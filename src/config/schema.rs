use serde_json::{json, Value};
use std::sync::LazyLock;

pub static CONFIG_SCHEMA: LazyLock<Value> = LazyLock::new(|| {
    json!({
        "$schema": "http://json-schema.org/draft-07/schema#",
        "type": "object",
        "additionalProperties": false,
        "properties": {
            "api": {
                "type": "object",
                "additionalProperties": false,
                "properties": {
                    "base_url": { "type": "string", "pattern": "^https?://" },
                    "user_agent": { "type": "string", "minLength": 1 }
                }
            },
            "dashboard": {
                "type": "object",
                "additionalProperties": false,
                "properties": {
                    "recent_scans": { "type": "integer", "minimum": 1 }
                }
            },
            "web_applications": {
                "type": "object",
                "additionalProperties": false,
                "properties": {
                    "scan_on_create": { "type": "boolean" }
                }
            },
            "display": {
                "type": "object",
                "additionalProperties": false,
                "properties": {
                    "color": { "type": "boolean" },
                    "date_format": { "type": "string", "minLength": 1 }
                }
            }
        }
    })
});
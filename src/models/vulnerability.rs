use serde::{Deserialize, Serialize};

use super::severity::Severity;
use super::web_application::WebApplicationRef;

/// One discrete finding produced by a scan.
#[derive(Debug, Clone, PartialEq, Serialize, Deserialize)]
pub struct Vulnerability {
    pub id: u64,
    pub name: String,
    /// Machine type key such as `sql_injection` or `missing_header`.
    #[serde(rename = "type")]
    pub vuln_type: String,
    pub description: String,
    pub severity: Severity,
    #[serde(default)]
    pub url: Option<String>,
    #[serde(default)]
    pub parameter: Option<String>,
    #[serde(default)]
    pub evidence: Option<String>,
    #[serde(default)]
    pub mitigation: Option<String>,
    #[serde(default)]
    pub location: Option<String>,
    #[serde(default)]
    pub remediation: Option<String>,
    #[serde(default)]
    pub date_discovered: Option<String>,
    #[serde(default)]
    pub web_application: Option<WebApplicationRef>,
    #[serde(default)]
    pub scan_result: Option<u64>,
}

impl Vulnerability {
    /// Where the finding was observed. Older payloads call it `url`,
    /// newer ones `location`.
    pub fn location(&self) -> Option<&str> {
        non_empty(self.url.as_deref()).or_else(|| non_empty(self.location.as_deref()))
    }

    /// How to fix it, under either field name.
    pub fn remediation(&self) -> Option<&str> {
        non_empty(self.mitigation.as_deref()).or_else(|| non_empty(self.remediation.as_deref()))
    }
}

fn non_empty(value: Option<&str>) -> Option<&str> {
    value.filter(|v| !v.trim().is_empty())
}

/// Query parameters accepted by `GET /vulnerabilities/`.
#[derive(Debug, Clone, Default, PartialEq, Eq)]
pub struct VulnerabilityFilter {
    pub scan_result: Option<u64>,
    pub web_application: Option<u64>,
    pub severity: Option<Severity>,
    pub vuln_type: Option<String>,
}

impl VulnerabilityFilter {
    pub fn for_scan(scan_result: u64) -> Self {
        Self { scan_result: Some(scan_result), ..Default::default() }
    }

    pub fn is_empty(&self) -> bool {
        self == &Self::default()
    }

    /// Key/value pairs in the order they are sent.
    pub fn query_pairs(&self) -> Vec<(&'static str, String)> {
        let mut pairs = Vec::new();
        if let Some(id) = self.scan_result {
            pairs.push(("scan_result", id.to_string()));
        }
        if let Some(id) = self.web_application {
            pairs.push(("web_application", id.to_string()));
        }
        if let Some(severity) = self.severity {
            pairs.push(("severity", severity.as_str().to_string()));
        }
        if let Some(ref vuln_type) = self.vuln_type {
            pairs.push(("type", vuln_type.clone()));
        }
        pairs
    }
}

- _What you should do_
Your answer must be the full listing, copied exactly.

- _Solved problem_
filename src/config/schema.rs
use serde_json::{json, Value};
use std::sync::LazyLock;

pub static CONFIG_SCHEMA: LazyLock<Value> = LazyLock::new(|| {
    json!({
        "$schema": "http://json-schema.org/draft-07/schema#",
        "type": "object",
        "additionalProperties": false,
        "properties": {
            "api": {
                "type": "object",
                "additionalProperties": false,
                "properties": {
                    "base_url": { "type": "string", "pattern": "^https?://" },
                    "user_agent": { "type": "string", "minLength": 1 }
                }
            },
            "dashboard": {
                "type": "object",
                "additionalProperties": false,
                "properties": {
                    "recent_scans": { "type": "integer", "minimum": 1 }
                }
            },
            "web_applications": {
                "type": "object",
                "additionalProperties": false,
                "properties": {
                    "scan_on_create": { "type": "boolean" }
                }
            },
            "display": {
                "type": "object",
                "additionalProperties": false,
                "properties": {
                    "color": { "type": "boolean" },
                    "date_format": { "type": "string", "minLength": 1 }
                }
            }
        }
    })
});
filename src/models/vulnerability.rs
use serde::{Deserialize, Serialize};

use super::severity::Severity;
use super::web_application::WebApplicationRef;

/// One discrete finding produced by a scan.
#[derive(Debug, Clone, PartialEq, Serialize, Deserialize)]
pub struct Vulnerability {
    pub id: u64,
    pub name: String,
    /// Machine type key such as `sql_injection` or `missing_header`.
    #[serde(rename = "type")]
    pub vuln_type: String,
    pub description: String,
    pub severity: Severity,
    #[serde(default)]
    pub url: Option<String>,
    #[serde(default)]
    pub parameter: Option<String>,
    #[serde(default)]
    pub evidence: Option<String>,
    #[serde(default)]
    pub mitigation: Option<String>,
    #[serde(default)]
    pub location: Option<String>,
    #[serde(default)]
    pub remediation: Option<String>,
    #[serde(default)]
    pub date_discovered: Option<String>,
    #[serde(default)]
    pub web_application: Option<WebApplicationRef>,
    #[serde(default)]
    pub scan_result: Option<u64>,
}

impl Vulnerability {
    /// Where the finding was observed. Older payloads call it `url`,
    /// newer ones `location`.
    pub fn location(&self) -> Option<&str> {
        non_empty(self.url.as_deref()).or_else(|| non_empty(self.location.as_deref()))
    }

    /// How to fix it, under either field name.
    pub fn remediation(&self) -> Option<&str> {
        non_empty(self.mitigation.as_deref()).or_else(|| non_empty(self.remediation.as_deref()))
    }
}

fn non_empty(value: Option<&str>) -> Option<&str> {
    value.filter(|v| !v.trim().is_empty())
}

/// Query parameters accepted by `GET /vulnerabilities/`.
#[derive(Debug, Clone, Default, PartialEq, Eq)]
pub struct VulnerabilityFilter {
    pub scan_result: Option<u64>,
    pub web_application: Option<u64>,
    pub severity: Option<Severity>,
    pub vuln_type: Option<String>,
}

impl VulnerabilityFilter {
    pub fn for_scan(scan_result: u64) -> Self {
        Self { scan_result: Some(scan_result), ..Default::default() }
    }

    pub fn is_empty(&self) -> bool {
        self == &Self::default()
    }

    /// Key/value pairs in the order they are sent.
    pub fn query_pairs(&self) -> Vec<(&'static str, String)> {
        let mut pairs = Vec::new();
        if let Some(id) = self.scan_result {
            pairs.push(("scan_result", id.to_string()));
        }
        if let Some(id) = self.web_application {
            pairs.push(("web_application", id.to_string()));
        }
        if let Some(severity) = self.severity {
            pairs.push(("severity", severity.as_str().to_string()));
        }
        if let Some(ref vuln_type) = self.vuln_type {
            pairs.push(("type", vuln_type.clone()));
        }
        pairs
    }
}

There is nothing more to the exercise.